OHIO DEPARTMENT OF TRANSPORTATION, DISTRICT 3
DEFENDANT



Cite as

Krieg v. Ohio Dept. of Transp., Dist. 3,

The Ohio Judicial Center 65 South Front Street, Third Floor Columbus, OH 43215 614.387.9800 or 1.800.824.8263 www.cco.state.oh.us

Deputy Clerk Daniel R. Borchert

MEMORANDUM DECISION

{¶1} Plaintiff, Debra Krieg, filed this action against defendant, Department of Transportation (ODOT), contending that her 2004 Astro was damaged as a proximate result of negligence on the part of ODOT in maintaining a road reflector on "State Route 60" in Ashland County. In her complaint, plaintiff provided a narrative description of her damage incident noting that she was driving home from work when "I hit something in road. * * * Next day called ODOT. They said it was a life light. Put hole in my tire & cracked wheel." Plaintiff recalled that her described damage incident occurred on February 8, 2011 at approximately 8:30 p.m. Plaintiff requested reimbursement for a tire and wheel and listed the cost for both as $319.43. Plaintiff did not include a copy of the repair estimate or a receipt documenting the damage amount.
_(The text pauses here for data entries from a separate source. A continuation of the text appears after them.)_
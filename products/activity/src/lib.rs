//! Activity feed slice.
//!
//! Turns activity log entries into feed items: who did what, how long ago,
//! where to click, and which avatar color to show.

pub mod colors;
pub mod describe;
pub mod entry;
pub mod error;
pub mod feed;
pub mod greeting;
pub mod render;
pub mod rich_text;
mod story;
mod summary;
pub mod time;
pub mod topic;
pub mod urls;

pub use colors::{ColorSlot, PALETTE_SIZE, UserColorMap};
pub use describe::{ActivityDescriber, Description, StoryBody};
pub use entry::{ActivityEntry, DashcardRef, DatabaseRef, Details, TableRef, UserRef, Viewer};
pub use error::FeedError;
pub use feed::{
    ActivityFeed, ActivityFetcher, FeedItem, FeedState, FeedView, JsonFileFetcher, LoadTicket,
};
pub use greeting::Greeting;
pub use rich_text::{RichText, Segment};
pub use topic::Topic;
pub use urls::{SiteUrls, UrlBuilder};
mod config;

use std::{path::PathBuf, sync::Arc};

use anyhow::{Context, Result};
use chrono::Utc;
use clap::{Args, Parser, Subcommand};
use platform_i18n::{Catalog, Translator};
use platform_obs::{ObsConfig, init_tracing};
use products_activity::{
    ActivityFeed, FeedView, Greeting, JsonFileFetcher, SiteUrls, Viewer, render,
};
use tracing::{info, warn};

use crate::config::AppConfig;

#[derive(Parser, Debug)]
#[command(name = "activity-feed", version, about = "Home page activity feed")]
struct Cli {
    #[command(subcommand)]
    command: Command,
}

#[derive(Subcommand, Debug)]
enum Command {
    /// Render an activity dump as a feed.
    Render(RenderCommand),
    /// Print a home page greeting.
    Greet {
        #[arg(long, help = "First name to address")]
        name: Option<String>,
    },
    /// Dump the active message catalog as JSON.
    Catalog {
        #[arg(long, value_name = "FILE", help = "Destination file path")]
        output: Option<PathBuf>,
    },
}

#[derive(Args, Debug)]
struct RenderCommand {
    #[arg(long, value_name = "FILE", help = "JSON array of activity entries")]
    file: PathBuf,
    #[arg(long, help = "Id of the user viewing the feed")]
    viewer: Option<i64>,
    #[arg(long, help = "Emit the feed view as JSON")]
    json: bool,
}

#[tokio::main]
async fn main() -> Result<()> {
    dotenvy::dotenv().ok();
    let config = AppConfig::load()?;
    init_tracing(ObsConfig::new("activity-feed").with_filter(config.log_filter.clone()))?;
    let cli = Cli::parse();
    let catalog = load_catalog(&config)?;

    match cli.command {
        Command::Render(cmd) => run_render(cmd, &config, catalog).await,
        Command::Greet { name } => {
            greet(&catalog, name.as_deref());
            Ok(())
        }
        Command::Catalog { output } => dump_catalog(&catalog, output),
    }
}

fn load_catalog(config: &AppConfig) -> Result<Catalog> {
    match &config.catalog_path {
        Some(path) => Catalog::load(path).context("failed to load message catalog"),
        None => Ok(Catalog::english()),
    }
}

async fn run_render(cmd: RenderCommand, config: &AppConfig, catalog: Catalog) -> Result<()> {
    let viewer = Viewer::new(config.viewer_id(cmd.viewer)?);
    let mut feed = ActivityFeed::new(
        JsonFileFetcher::new(&cmd.file),
        viewer,
        Arc::new(catalog),
        Arc::new(SiteUrls::new(config.site_url.clone())),
    );
    feed.activate().await;

    let view = feed.render(Utc::now());
    match &view {
        FeedView::Items { items } => info!(items = items.len(), "activity feed rendered"),
        FeedView::Failed { code, .. } => warn!(code = *code, "activity feed failed to load"),
        _ => {}
    }

    if cmd.json {
        println!("{}", serde_json::to_string_pretty(&view)?);
    } else {
        print!("{}", render::to_text(&view));
    }
    Ok(())
}

fn greet(catalog: &dyn Translator, name: Option<&str>) {
    let mut greeting = Greeting::new(catalog);
    println!("{}", greeting.say_hello(name));
    println!("{}", greeting.encourage_curiosity());
}

fn dump_catalog(catalog: &Catalog, output: Option<PathBuf>) -> Result<()> {
    let body = serde_json::to_string_pretty(&catalog.to_file())?;
    match output {
        Some(path) => {
            std::fs::write(&path, body)
                .with_context(|| format!("failed to write {}", path.display()))?;
            info!(path = %path.display(), locale = catalog.locale(), "catalog written");
        }
        None => println!("{body}"),
    }
    Ok(())
}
The filing fee was paid.

{¶2} Defendant denied liability in this matter based on the contention that no ODOT personnel had any notice of a loose reflector on SR 60 prior to plaintiff's incident. Defendant located plaintiff's incident at milepost 16.42 on SR 60 in Ashland County. Defendant asserted that plaintiff failed to provide any evidence to establish that her property damage was attributable to any conduct on the part of ODOT. Furthermore, defendant asserted that plaintiff failed to provide any evidence indicating the length of time that the road reflector was loose or detached from the roadway surface prior to the February 8, 2011 damage occurrence. Defendant explained that SR 60 was regularly maintained in the vicinity of plaintiff's damage incident with ODOT personnel conducting various maintenance operations at milepost 16.42. Defendant further explained that ODOT was last there on December 21, 2010. Defendant related that "ODOT work crews were doing activities such that if there was a noticeable defect with any raised or loosened life light, it would have immediately been repaired."

{¶3} Plaintiff did not file a response.

{¶4} For plaintiff to prevail on a claim of negligence, she must prove, by a preponderance of the evidence, that defendant owed her a duty, that it breached that duty, and that the breach proximately caused her injuries. Armstrong v. Best Buy Company, Inc., 99 Ohio St. 3d 79, 2003-Ohio-2573,¶8 citing Menifee v. Ohio Welding Products, Inc. (1984), 15 Ohio St. 3d 75, 77, 15 OBR 179, 472 N.E. 2d 707. Plaintiff has the burden of proving, by a preponderance of the evidence, that she suffered a loss and that this loss was proximately caused by defendant's negligence. Barnum v. Ohio State University (1977), 76-0368-AD. However, "[i]t is the duty of a party on whom the burden of proof rests to produce evidence which furnishes a reasonable basis for sustaining his claim. If the evidence so produced furnishes a basis for a choice among different possibilities as to any issue in the case he fails to sustain such burden." Paragraph three of the syllabus in Steven v. Indus. Comm. (1945), 145 Ohio St. 198, 30 O.O. 415, 61 N.E. 2d 198, approved and followed. This court, as trier of fact, determines questions of proximate causation. Shinaver v. Szymanski (1984), 14 Ohio St. 3d 51, 14 OBR 446, 471 N.E. 2d 477.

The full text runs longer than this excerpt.